Maybe this is just a set-back; maybe the situation will turn around. Demagogues shout about rationing and death panels. Market purists blame the existence of insurance: if patients and families paid the bills themselves, those expensive therapies would all come down in price. The failure of our system of medical care for people facing the end of their life runs much deeper. To see this, you have to get close enough to grapple with the way decisions about care are actually made. As for last words, they hardly seem to exist anymore.

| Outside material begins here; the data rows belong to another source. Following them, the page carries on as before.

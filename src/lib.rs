//! Bulb panel library.
//!
//! Core state synchronization for a single color smart bulb exposed over
//! authenticated HTTP: fetch-and-merge refresh of the bulb's two
//! properties, write-then-confirm user changes, and a pure projection of
//! the merged state into render instructions for any backend.

pub mod client;
pub mod color;
pub mod config;
pub mod descriptor;
pub mod error;
pub mod render;
pub mod store;
pub mod sync;

pub use client::{Credentials, HttpPropertyClient, PropertyTransport, PropertyValue, StaticToken};
pub use descriptor::{BulbEndpoints, Property, ThingDescription};
pub use error::{PanelError, Result};
pub use render::{RenderFrame, RenderSink, ViewBinder, project};
pub use store::{DeviceState, DeviceStateStore, StateDelta};
pub use sync::{PanelEvent, SyncController};
//! Synchronization between the remote bulb and the local panel state.
//!
//! Two independent flows share the store with no global lock:
//!
//! - refresh: read both properties concurrently and merge whatever each
//!   one reports. A failed read is logged and merges nothing.
//! - write: PUT first, advance local state only after the device
//!   acknowledges with status 200. On any other status, or a transport
//!   failure, the store stays at its prior value, which is the whole
//!   rollback.
//!
//! Flows may interleave; the store's per-field last-write-wins merge is
//! the only ordering guarantee. In-flight requests are never cancelled.

use crate::client::{PropertyTransport, PropertyValue};
use crate::descriptor::Property;
use crate::error::{PanelError, Result};
use crate::render::ViewBinder;
use crate::store::DeviceStateStore;
use log::{error, info};
use std::sync::Arc;

/// User input events forwarded from the rendering surface.
#[derive(Debug, Clone, PartialEq)]
pub enum PanelEvent {
    /// A color string submitted from the color input.
    ColorSubmitted(String),
    /// The on/off control was activated.
    PowerToggled,
}

/// Orchestrates refresh and write cycles against one bulb.
pub struct SyncController<T: PropertyTransport> {
    transport: T,
    store: Arc<DeviceStateStore>,
    view: ViewBinder,
}

impl<T: PropertyTransport> SyncController<T> {
    pub fn new(transport: T, store: Arc<DeviceStateStore>, view: ViewBinder) -> Self {
        Self {
            transport,
            store,
            view,
        }
    }

    pub fn store(&self) -> &Arc<DeviceStateStore> {
        &self.store
    }

    /// Fetch both properties and merge each result into the store.
    ///
    /// The reads are independent and the merge is commutative, so no
    /// ordering is promised. A rejection on one property does not stop
    /// the other from landing; the store just keeps its stale value for
    /// the failed one. No retry is scheduled.
    pub async fn refresh(&self) {
        let (on, color) = tokio::join!(
            self.transport.read(Property::On),
            self.transport.read(Property::Color),
        );

        for (property, result) in [(Property::On, on), (Property::Color, color)] {
            match result {
                Ok(delta) => {
                    if self.store.merge(&delta) {
                        self.view.render();
                    }
                }
                Err(e) => {
                    error!("[Sync] Failed to fetch {} status: {}", property.name(), e);
                }
            }
        }
    }

    /// Write a new color to the device, confirming before the panel
    /// shows it.
    pub async fn request_color_change(&self, color: String) {
        if let Err(e) = self.submit(PropertyValue::Color(color)).await {
            error!("[Sync] Failed to set color: {}", e);
        }
    }

    /// Write a new power state to the device, same confirm discipline
    /// as the color path.
    pub async fn request_power_change(&self, on: bool) {
        if let Err(e) = self.submit(PropertyValue::On(on)).await {
            error!("[Sync] Failed to set power: {}", e);
        }
    }

    /// Toggle power from the last-known state. An unknown power state
    /// toggles to on.
    pub async fn request_power_toggle(&self) {
        let next = !self.store.current().on.unwrap_or(false);
        self.request_power_change(next).await;
    }

    /// Dispatch a user event from the rendering surface.
    pub async fn handle_event(&self, event: PanelEvent) {
        match event {
            PanelEvent::ColorSubmitted(color) => self.request_color_change(color).await,
            PanelEvent::PowerToggled => self.request_power_toggle().await,
        }
    }

    /// Write-then-confirm: the store advances only on status 200.
    async fn submit(&self, value: PropertyValue) -> Result<()> {
        let status = self.transport.write(&value).await?;
        if status != 200 {
            return Err(PanelError::WriteRejected(status));
        }

        info!("[Sync] Device confirmed {} write", value.property().name());
        if self.store.merge(&value.into_delta()) {
            self.view.render();
        }
        Ok(())
    }
}
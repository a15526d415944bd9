use thiserror::Error as ThisError;

#[derive(ThisError, Debug)]
pub enum PanelError {
    #[error("Transport failure talking to the device: {0}")]
    Transport(#[from] reqwest::Error),

    #[error("Device rejected write with status {0}")]
    WriteRejected(u16),

    #[error("Invalid property href: {0}")]
    InvalidHref(#[from] url::ParseError),

    #[error(transparent)]
    SerdeJsonError(#[from] serde_json::Error),

    #[error(transparent)]
    IoError(#[from] std::io::Error),
}

pub type Result<T> = std::result::Result<T, PanelError>;
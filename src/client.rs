//! HTTP access to the bulb's property endpoints.
//!
//! One GET per property read, one PUT per property write, bearer token
//! attached per request. Write success is signaled by the HTTP status
//! alone; the caller checks it explicitly instead of relying on a
//! rejection, so only network and decode failures surface as errors.

use crate::descriptor::{BulbEndpoints, Property};
use crate::error::Result;
use crate::store::StateDelta;
use async_trait::async_trait;
use log::debug;
use reqwest::header::ACCEPT;
use serde_json::json;
use std::sync::Arc;

/// Supplies the bearer token for each request.
///
/// Token lifecycle (refresh, rotation) belongs to the surrounding
/// application; the client just asks again on every request.
pub trait Credentials: Send + Sync {
    fn bearer_token(&self) -> String;
}

/// Fixed token credentials, e.g. from configuration.
pub struct StaticToken(pub String);

impl Credentials for StaticToken {
    fn bearer_token(&self) -> String {
        self.0.clone()
    }
}

/// A value destined for one specific property endpoint.
#[derive(Debug, Clone, PartialEq)]
pub enum PropertyValue {
    On(bool),
    Color(String),
}

impl PropertyValue {
    /// The property this value writes to.
    pub fn property(&self) -> Property {
        match self {
            PropertyValue::On(_) => Property::On,
            PropertyValue::Color(_) => Property::Color,
        }
    }

    /// PUT body, `{"<property>": <value>}`.
    pub fn to_body(&self) -> serde_json::Value {
        match self {
            PropertyValue::On(on) => json!({ "on": on }),
            PropertyValue::Color(color) => json!({ "color": color }),
        }
    }

    /// The delta to merge into the store once the device confirms.
    pub fn into_delta(self) -> StateDelta {
        match self {
            PropertyValue::On(on) => StateDelta::on(on),
            PropertyValue::Color(color) => StateDelta::color(color),
        }
    }
}

/// Transport seam between the sync protocol and the actual device.
///
/// `read` resolves to whatever partial state the device reported;
/// `write` resolves to the raw HTTP status so the caller can decide
/// what counts as acceptance.
#[async_trait]
pub trait PropertyTransport: Send + Sync {
    async fn read(&self, property: Property) -> Result<StateDelta>;
    async fn write(&self, value: &PropertyValue) -> Result<u16>;
}

/// Property transport over authenticated HTTP.
pub struct HttpPropertyClient {
    http: reqwest::Client,
    endpoints: BulbEndpoints,
    credentials: Arc<dyn Credentials>,
}

impl HttpPropertyClient {
    pub fn new(endpoints: BulbEndpoints, credentials: Arc<dyn Credentials>) -> Self {
        Self {
            http: reqwest::Client::new(),
            endpoints,
            credentials,
        }
    }
}

#[async_trait]
impl PropertyTransport for HttpPropertyClient {
    async fn read(&self, property: Property) -> Result<StateDelta> {
        let url = self.endpoints.endpoint(property).url().clone();
        debug!("[HTTP] GET {}", url);

        let response = self
            .http
            .get(url)
            .bearer_auth(self.credentials.bearer_token())
            .header(ACCEPT, "application/json")
            .send()
            .await?;

        let delta = response.json::<StateDelta>().await?;
        Ok(delta)
    }

    async fn write(&self, value: &PropertyValue) -> Result<u16> {
        let url = self.endpoints.endpoint(value.property()).url().clone();
        debug!("[HTTP] PUT {} {}", url, value.to_body());

        let response = self
            .http
            .put(url)
            .bearer_auth(self.credentials.bearer_token())
            .json(&value.to_body())
            .send()
            .await?;

        Ok(response.status().as_u16())
    }
}

#[cfg(test)]
mod tests {
    use super::*;

    #[test]
    fn test_put_body_shapes() {
        assert_eq!(
            PropertyValue::On(true).to_body(),
            json!({ "on": true })
        );
        assert_eq!(
            PropertyValue::Color("#ff0000".to_string()).to_body(),
            json!({ "color": "#ff0000" })
        );
    }

    #[test]
    fn test_value_targets_its_property() {
        assert_eq!(PropertyValue::On(false).property(), Property::On);
        assert_eq!(
            PropertyValue::Color("#000000".to_string()).property(),
            Property::Color
        );
    }

    #[test]
    fn test_value_becomes_confirmation_delta() {
        assert_eq!(PropertyValue::On(true).into_delta(), StateDelta::on(true));
        assert_eq!(
            PropertyValue::Color("#abcdef".to_string()).into_delta(),
            StateDelta::color("#abcdef")
        );
    }

    #[test]
    fn test_static_token() {
        let credentials = StaticToken("secret".to_string());
        assert_eq!(credentials.bearer_token(), "secret");
    }
}
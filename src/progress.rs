use std::{
    io::{self, Stdout, Write},
    sync::{Mutex, PoisonError},
    time::{Duration, Instant},
};

use spinners_rs::{Spinner, Spinners};
use tracing::warn;

use crate::adapter::{fs::Entry, rsync::Invocation};

// ESEQ is for "escape sequence"
pub const ESEQ_DELETE_LINE: &str = "\x1b[0J";
pub const ESEQ_RED: &str = "\x1b[38;5;1m";
pub const ESEQ_GREEN: &str = "\x1b[38;5;2m";
pub const ESEQ_WEAK: &str = "\x1b[38;5;240m";
pub const ESEQ_RESET: &str = "\x1b[m";

pub const SPINNER_MS: u64 = 50;

/// Spinner line showing `[done/total] task - current entry` during a live run.
pub struct ProgressView {
    task: String,
    spinner: Spinner,
    previous_update: Option<Instant>,
}

impl ProgressView {
    pub fn new(task: impl ToString) -> Self {
        let mut spinner = Spinner::new(Spinners::BouncingBar, task.to_string());
        spinner.set_interval(SPINNER_MS);

        Self {
            task: task.to_string(),
            spinner,
            previous_update: None,
        }
    }

    pub fn start(&mut self) {
        self.spinner.start();
    }

    pub fn report_intermediate(&mut self, progress: (usize, usize), comment: Option<&str>) {
        let now = Instant::now();
        if !should_redraw(self.previous_update, now, progress) {
            return;
        }
        self.previous_update = Some(now);

        self.spinner.set_message(format!(
            "{ESEQ_DELETE_LINE}[{}/{}] {}{}{ESEQ_RESET}",
            progress.0,
            progress.1,
            self.task,
            comment
                .map(|comment| format!("{ESEQ_WEAK} - {comment}"))
                .unwrap_or_default()
        ));
    }

    pub fn success(&mut self, message: Option<&str>) {
        self.finish(ESEQ_GREEN, "✓", message);
    }

    pub fn failure(&mut self, message: Option<&str>) {
        self.finish(ESEQ_RED, "!", message);
    }

    fn finish(&mut self, color: &str, mark: &str, message: Option<&str>) {
        self.spinner.stop_with_message(format!(
            "{ESEQ_DELETE_LINE}{color}{mark} {}{}{ESEQ_RESET}",
            self.task,
            message
                .map(|message| format!(" - {message}"))
                .unwrap_or_default()
        ));
        println!();
    }
}

/// Rate limit for the spinner line, so a burst of fast transfers does not
/// flood the terminal. The final `[total/total]` update is always drawn.
pub fn should_redraw(previous: Option<Instant>, now: Instant, progress: (usize, usize)) -> bool {
    let finished = progress.0 >= progress.1;
    let too_soon = previous
        .is_some_and(|at| now.saturating_duration_since(at) <= Duration::from_millis(SPINNER_MS * 2));

    finished || !too_soon
}

/// Receives what a sync run shows the user besides the spinner.
pub trait TransferObserver {
    /// Dry run: the command line that would have run
    fn preview(&self, invocation: &Invocation);

    /// `entry` was abandoned after `max_retries` retries
    fn exhausted(&self, entry: &Entry, max_retries: u32);
}

pub fn exhaustion_notice(entry: &Entry, max_retries: u32) -> String {
    format!("Giving up on {entry} after reaching the retry limit of {max_retries}")
}

/// Previews go to a writer (stdout unless told otherwise), exhaustion
/// notices to the log as warnings.
pub struct ConsoleObserver<W = Stdout> {
    out: Mutex<W>,
}

impl ConsoleObserver {
    pub fn stdout() -> Self {
        Self::new(io::stdout())
    }
}

impl<W: Write> ConsoleObserver<W> {
    pub fn new(out: W) -> Self {
        Self {
            out: Mutex::new(out),
        }
    }

    pub fn into_inner(self) -> W {
        self.out.into_inner().unwrap_or_else(PoisonError::into_inner)
    }
}

impl<W: Write> TransferObserver for ConsoleObserver<W> {
    fn preview(&self, invocation: &Invocation) {
        let mut out = self.out.lock().unwrap_or_else(PoisonError::into_inner);
        if let Err(err) = writeln!(out, "{invocation}").and_then(|_| out.flush()) {
            warn!("Could not write preview of {}: {}", invocation, err);
        }
    }

    fn exhausted(&self, entry: &Entry, max_retries: u32) {
        warn!("{}", exhaustion_notice(entry, max_retries));
    }
}

#[cfg(test)]
mod tests {
    use std::path::{Path, PathBuf};

    use super::*;
    use crate::adapter::fs::EntryType;

    #[test]
    fn first_update_is_always_drawn() {
        assert!(should_redraw(None, Instant::now(), (1, 10)));
    }

    #[test]
    fn updates_inside_the_interval_are_skipped() {
        let at = Instant::now();
        let now = at + Duration::from_millis(SPINNER_MS);

        assert!(!should_redraw(Some(at), now, (2, 10)));
        assert!(should_redraw(Some(at), now + Duration::from_millis(SPINNER_MS * 2), (2, 10)));
    }

    #[test]
    fn last_update_ignores_the_interval() {
        let at = Instant::now();

        assert!(should_redraw(Some(at), at, (10, 10)));
    }

    #[test]
    fn preview_writes_the_command_line() {
        let observer = ConsoleObserver::new(Vec::new());
        let invocation = Invocation {
            program: "rsync".to_string(),
            options: vec!["-a".to_string()],
            src: PathBuf::from("/src/a/b.txt"),
            target: "host:remote/dir/a/b.txt".to_string(),
        };

        observer.preview(&invocation);
        observer.preview(&invocation);

        let written = String::from_utf8(observer.into_inner()).unwrap();
        assert_eq!(
            written,
            "rsync -a /src/a/b.txt host:remote/dir/a/b.txt\n".repeat(2)
        );
    }

    #[test]
    fn exhaustion_notice_names_entry_and_limit() {
        let entry = Entry::new(EntryType::File, Path::new("a/b.txt"));

        let notice = exhaustion_notice(&entry, 3);

        assert!(notice.contains("a/b.txt"), "{notice}");
        assert!(notice.contains('3'), "{notice}");
    }
}
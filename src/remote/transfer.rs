use std::path::PathBuf;

use futures::StreamExt;
use tracing::debug;

use crate::{
    adapter::{
        fs::{Entry, SyncPlan},
        rsync::{CommandRunner, Invocation},
    },
    error::{ConfigError, Result},
    progress::{ProgressView, TransferObserver},
    remote::Destination,
};

pub const DEFAULT_MAX_RETRIES: u32 = 10;
pub const DEFAULT_PROGRAM: &str = "rsync";
pub const DEFAULT_OPTIONS: &str = "-a";

/// Everything the dispatcher needs besides the plan itself.
#[derive(Debug, Clone)]
pub struct TransferRequest {
    pub source: PathBuf,
    /// Unparsed `host:remote_directory`
    pub destination: String,
    /// Split with shell quoting rules, otherwise passed through unvalidated
    pub options: String,
    pub max_retries: u32,
    pub dry_run: bool,
    pub program: String,
    /// How many entries may be in flight at once
    pub jobs: usize,
    pub show_progress: bool,
}

impl TransferRequest {
    pub fn new(source: impl Into<PathBuf>, destination: impl Into<String>) -> Self {
        Self {
            source: source.into(),
            destination: destination.into(),
            options: DEFAULT_OPTIONS.to_string(),
            max_retries: DEFAULT_MAX_RETRIES,
            dry_run: false,
            program: DEFAULT_PROGRAM.to_string(),
            jobs: 1,
            show_progress: false,
        }
    }

    /// The options as separate arguments: `-a -e 'ssh -p 2222'` gives
    /// `-a`, `-e`, `ssh -p 2222`.
    pub fn option_words(&self) -> std::result::Result<Vec<String>, ConfigError> {
        shell_words::split(&self.options).map_err(|err| ConfigError::InvalidValue {
            field: "options",
            reason: format!("{err} in '{}'", self.options),
        })
    }
}

#[derive(Debug, Clone, Copy, PartialEq, Eq)]
pub enum EntryOutcome {
    /// Dry run: the command line was printed, nothing ran
    Previewed,
    Transferred { attempts: u32 },
    /// Every attempt failed; the entry was abandoned
    Exhausted { attempts: u32 },
}

#[derive(Debug, Clone)]
pub struct EntryReport {
    pub entry: Entry,
    pub invocation: Invocation,
    pub outcome: EntryOutcome,
}

/// Per-entry outcomes, in completion order.
#[derive(Debug, Clone, Default)]
pub struct DispatchReport {
    pub entries: Vec<EntryReport>,
}

impl DispatchReport {
    fn count(&self, pred: impl Fn(&EntryOutcome) -> bool) -> usize {
        self.entries.iter().filter(|report| pred(&report.outcome)).count()
    }

    pub fn transferred(&self) -> usize {
        self.count(|outcome| matches!(outcome, EntryOutcome::Transferred { .. }))
    }

    pub fn exhausted(&self) -> usize {
        self.count(|outcome| matches!(outcome, EntryOutcome::Exhausted { .. }))
    }

    pub fn previewed(&self) -> usize {
        self.count(|outcome| matches!(outcome, EntryOutcome::Previewed))
    }
}

/// Transfer (or, in dry-run mode, print) every entry of `plan`.
///
/// Directories go first, then files. A malformed destination is reported
/// before anything runs; an entry that keeps failing only produces a warning.
pub async fn send_plan<R: CommandRunner, O: TransferObserver>(
    runner: &R,
    observer: &O,
    request: &TransferRequest,
    plan: &SyncPlan,
) -> Result<DispatchReport> {
    let destination = Destination::parse(&request.destination)?;
    let options = request.option_words()?;

    let planned: Vec<(Entry, Invocation)> = plan
        .entries()
        .map(|entry| {
            let invocation = Invocation {
                program: request.program.clone(),
                options: options.clone(),
                src: request.source.join(&entry.path_name),
                target: destination.target(&entry.path_name),
            };
            (entry, invocation)
        })
        .collect();

    if request.dry_run {
        let entries = planned
            .into_iter()
            .map(|(entry, invocation)| {
                observer.preview(&invocation);
                EntryReport {
                    entry,
                    invocation,
                    outcome: EntryOutcome::Previewed,
                }
            })
            .collect();

        return Ok(DispatchReport { entries });
    }

    let total_items = planned.len();
    let mut progress = (request.show_progress && total_items > 0)
        .then(|| ProgressView::new(format!("Syncing to {destination}")));
    if let Some(progress) = progress.as_mut() {
        progress.start();
    }

    let mut entries = Vec::with_capacity(total_items);
    let mut in_flight = futures::stream::iter(planned)
        .map(|(entry, invocation)| async move {
            let outcome =
                transfer_with_retry(runner, observer, &entry, &invocation, request.max_retries)
                    .await;
            EntryReport {
                entry,
                invocation,
                outcome,
            }
        })
        .buffer_unordered(request.jobs.max(1));

    while let Some(report) = in_flight.next().await {
        if let Some(progress) = progress.as_mut() {
            progress.report_intermediate(
                (entries.len() + 1, total_items),
                Some(&report.entry.to_string()),
            );
        }
        entries.push(report);
    }

    let report = DispatchReport { entries };

    if let Some(progress) = progress.as_mut() {
        match report.exhausted() {
            0 => progress.success(Some(&format!("Sent {total_items} entries"))),
            abandoned => progress.failure(Some(&format!(
                "{abandoned} of {total_items} entries abandoned"
            ))),
        }
    }

    Ok(report)
}

/// One initial attempt plus up to `max_retries` retries.
async fn transfer_with_retry<R: CommandRunner, O: TransferObserver>(
    runner: &R,
    observer: &O,
    entry: &Entry,
    invocation: &Invocation,
    max_retries: u32,
) -> EntryOutcome {
    let mut retries = 0;

    loop {
        let succeeded = match runner.run(invocation).await {
            Ok(status) => status.success(),
            Err(err) => {
                debug!("{}: {}", invocation, err);
                false
            }
        };

        if succeeded {
            return EntryOutcome::Transferred {
                attempts: attempts_after(retries),
            };
        }

        if retries >= max_retries {
            observer.exhausted(entry, max_retries);
            return EntryOutcome::Exhausted {
                attempts: attempts_after(retries),
            };
        }

        retries += 1;
        debug!(retry = retries, max_retries, "retrying {}", entry);
    }
}

// Saturates so that `max_retries == u32::MAX` cannot overflow
fn attempts_after(retries: u32) -> u32 {
    retries.saturating_add(1)
}
use std::{
    fmt::Display,
    path::{Path, PathBuf},
};

use tracing::{debug, warn};
use walkdir::WalkDir;

use crate::error::PlanError;

/// Depth of `path` below `root`, counted in path separators.
///
/// `root` itself has depth 0, its children depth 1. Returns `None` when `path`
/// does not live under `root`.
pub fn get_depth(root: &Path, path: &Path) -> Option<usize> {
    path.strip_prefix(root)
        .ok()
        .map(|rest| rest.components().count())
}

#[derive(Clone, Copy, Debug, PartialEq, Eq, Hash)]
pub enum EntryType {
    File,
    Dir,
}

/// A directory or file selected for transfer, relative to the traversal root.
#[derive(Clone, Debug, PartialEq, Eq, Hash)]
pub struct Entry {
    pub kind: EntryType,
    pub path_name: PathBuf,
}

impl Entry {
    pub fn new(kind: EntryType, path_name: &Path) -> Self {
        Self {
            kind,
            path_name: path_name.to_path_buf(),
        }
    }
}

impl Display for Entry {
    fn fmt(&self, f: &mut std::fmt::Formatter<'_>) -> std::fmt::Result {
        match self.kind {
            EntryType::Dir => write!(f, "{}/", self.path_name.display()),
            EntryType::File => write!(f, "{}", self.path_name.display()),
        }
    }
}

/// Directories and files found at the requested depth.
///
/// Within one parent directory entries are sorted by file name. Nothing else
/// about the order is promised.
#[derive(Clone, Debug, Default, PartialEq, Eq)]
pub struct SyncPlan {
    pub dirs: Vec<PathBuf>,
    pub files: Vec<PathBuf>,
}

impl SyncPlan {
    pub fn len(&self) -> usize {
        self.dirs.len() + self.files.len()
    }

    pub fn is_empty(&self) -> bool {
        self.dirs.is_empty() && self.files.is_empty()
    }

    /// Directories first, then files.
    pub fn entries(&self) -> impl Iterator<Item = Entry> + '_ {
        self.dirs
            .iter()
            .map(|dir| Entry::new(EntryType::Dir, dir))
            .chain(self.files.iter().map(|file| Entry::new(EntryType::File, file)))
    }
}

/// Collect the children of every directory sitting `depth - 1` levels below
/// `root`.
///
/// A `depth` of zero or less never matches any directory and yields an empty
/// plan. Unreadable entries are logged and skipped.
pub fn plan(root: &Path, depth: i64) -> Result<SyncPlan, PlanError> {
    if depth <= 0 {
        debug!(depth, "depth is not positive, nothing to plan");
        return Ok(SyncPlan::default());
    }

    let root = resolve_root(root)?;
    let parent_depth = (depth - 1) as usize;
    let mut plan = SyncPlan::default();

    let walker = WalkDir::new(&root)
        .max_depth(parent_depth + 1)
        .sort_by_file_name();

    for entry in walker {
        let entry = match entry {
            Ok(entry) => entry,
            Err(err) => {
                warn!("Skipping unreadable entry: {}", err);
                continue;
            }
        };

        let Some(parent) = entry.path().parent() else {
            continue;
        };
        if entry.depth() == 0 || get_depth(&root, parent) != Some(parent_depth) {
            continue;
        }

        let Ok(relative) = entry.path().strip_prefix(&root) else {
            continue;
        };

        if entry.file_type().is_dir() {
            plan.dirs.push(relative.to_path_buf());
        } else {
            plan.files.push(relative.to_path_buf());
        }
    }

    debug!(
        root = %root.display(),
        depth,
        dirs = plan.dirs.len(),
        files = plan.files.len(),
        "planned entries"
    );

    Ok(plan)
}

fn resolve_root(root: &Path) -> Result<PathBuf, PlanError> {
    let absolute = std::path::absolute(root).map_err(|source| PlanError::Resolve {
        path: root.to_path_buf(),
        source,
    })?;

    if !absolute.exists() {
        return Err(PlanError::RootNotFound { path: absolute });
    }
    if !absolute.is_dir() {
        return Err(PlanError::NotADirectory { path: absolute });
    }

    Ok(absolute)
}
pub mod fs;
pub mod rsync;
pub mod run_sync;
use std::{
    fmt::Display,
    path::{Path, PathBuf},
};

use crate::error::{Result, SyncError};

pub mod transfer;

/// `host:remote_directory`
#[derive(Debug, Clone, PartialEq, Eq)]
pub struct Destination {
    pub host: String,
    pub remote_dir: PathBuf,
}

impl Destination {
    /// Exactly one `:` must separate a non-empty host from the remote directory.
    /// The directory may be empty, which rsync reads as the remote home.
    pub fn parse(destination: &str) -> Result<Self> {
        let Some((host, remote_dir)) = destination.split_once(':') else {
            return Err(SyncError::malformed(destination, "missing ':' separator"));
        };

        if remote_dir.contains(':') {
            return Err(SyncError::malformed(destination, "more than one ':' separator"));
        }
        if host.trim().is_empty() {
            return Err(SyncError::malformed(destination, "host is empty"));
        }

        Ok(Self {
            host: host.to_string(),
            remote_dir: PathBuf::from(remote_dir),
        })
    }

    pub fn remote_path(&self, entry: &Path) -> PathBuf {
        self.remote_dir.join(entry)
    }

    /// `host:remote_dir/entry`, as handed to the transfer tool.
    pub fn target(&self, entry: &Path) -> String {
        format!("{}:{}", self.host, self.remote_path(entry).display())
    }
}

impl Display for Destination {
    fn fmt(&self, f: &mut std::fmt::Formatter<'_>) -> std::fmt::Result {
        write!(f, "{}:{}", self.host, self.remote_dir.display())
    }
}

“Letting go,” and why it’s so hard to do: Atul Gawande explores the challenges of end-of-life care
Most of this chapter describes the sad case of Sara Thomas Monopoli and her journey from being diagnosed with metastatic lung cancer while 39 weeks pregnant with her first child to her demise a few months later. She was only 34 years old. Sarah failed multiple rounds of chemotherapy and despite continually deteriorating, she, nor her family, came to terms with her impending death and she passed in the ICU without saying goodbye. This intense medicalization of death arguably does more harm than good.
Atul Gawande on "letting go" at life's end
The opening and ultimately, closing anecdote is about an ill-fated patient of Dr. He believes, as do most people, that hospice care is meant to hasten death, even though at least one survey of terminal cancer patients found that those who elected for intensive care had similar survived no longer than those who entered hospice care. Curiously, hospice care seemed to extend survival for some patients; those with pancreatic cancer gained an average of three weeks, those with lung cancer gained six weeks, and those with congestive heart failure gained three months. The lesson seems almost Zen: you live longer only when you stop trying to live longer.
A surgeon and writer, Dr. In his article Dr. Gawande explains that expense is the reason that end-of-life medical care has become a topic of discussion. However, if the disease worsens, treatment escalates, and cancer-related expenses create a U-shaped curve. The discussion of end-of-life care should go far beyond money.